* _ACTION ITEM_: Could the entries below be retyped exactly and in full?

DATA EXCERPTS Block Start

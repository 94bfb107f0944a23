//! Mean pooling over the sequence axis.

use candle_core::{Result, Tensor};

use crate::{PoolingConfig, PoolingInput, PoolingLayer};

/// Averages all unmasked tokens. A fully masked sequence pools to zero.
#[derive(Debug, Clone, Copy, Default)]
pub struct MeanPooling;

impl PoolingLayer for MeanPooling {
    fn config(&self) -> PoolingConfig {
        PoolingConfig::Mean
    }

    fn forward(&self, hidden: &Tensor, mask: Option<&Tensor>) -> Result<Tensor> {
        let input = PoolingInput::new("mean_pooling.input", hidden, mask)?;
        let summed = input.hidden.broadcast_mul(&input.keep)?.sum(1)?;
        let counts = input.keep.sum(1)?.maximum(1e-9f64)?;
        input.finish(&summed.broadcast_div(&counts)?)
    }
}
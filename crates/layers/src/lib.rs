//! Building blocks for SWEM pipelines.
//!
//! Affine projections, activations, dropout and the feed-forward stack
//! builder used for the pre- and post-pooling transforms, all assembled from
//! Candle primitives.

pub mod activations;
pub mod checks;
pub mod dropout;
pub mod dtypes;
pub mod feed_forward;
pub mod linear;

pub use activations::ActivationKind;
pub use dropout::{Dropout, Lcg64};
pub use dtypes::PrecisionPolicy;
pub use feed_forward::{build as build_feed_forward, LayerSummary, StackOptions, Transform};
pub use linear::{Linear, LinearConfig, LinearInit};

DATA EXCERPTS Block End

* _ANSWER SECTION_:
repository 94bfb107f0944a23
//! Mean pooling over the sequence axis.

use candle_core::{Result, Tensor};

use crate::{PoolingConfig, PoolingInput, PoolingLayer};

/// Averages all unmasked tokens. A fully masked sequence pools to zero.
#[derive(Debug, Clone, Copy, Default)]
pub struct MeanPooling;

impl PoolingLayer for MeanPooling {
    fn config(&self) -> PoolingConfig {
        PoolingConfig::Mean
    }

    fn forward(&self, hidden: &Tensor, mask: Option<&Tensor>) -> Result<Tensor> {
        let input = PoolingInput::new("mean_pooling.input", hidden, mask)?;
        let summed = input.hidden.broadcast_mul(&input.keep)?.sum(1)?;
        let counts = input.keep.sum(1)?.maximum(1e-9f64)?;
        input.finish(&summed.broadcast_div(&counts)?)
    }
}
filename crates/layers/src/lib.rs
//! Building blocks for SWEM pipelines.
//!
//! Affine projections, activations, dropout and the feed-forward stack
//! builder used for the pre- and post-pooling transforms, all assembled from
//! Candle primitives.

pub mod activations;
pub mod checks;
pub mod dropout;
pub mod dtypes;
pub mod feed_forward;
pub mod linear;

pub use activations::ActivationKind;
pub use dropout::{Dropout, Lcg64};
pub use dtypes::PrecisionPolicy;
pub use feed_forward::{build as build_feed_forward, LayerSummary, StackOptions, Transform};
pub use linear::{Linear, LinearConfig, LinearInit};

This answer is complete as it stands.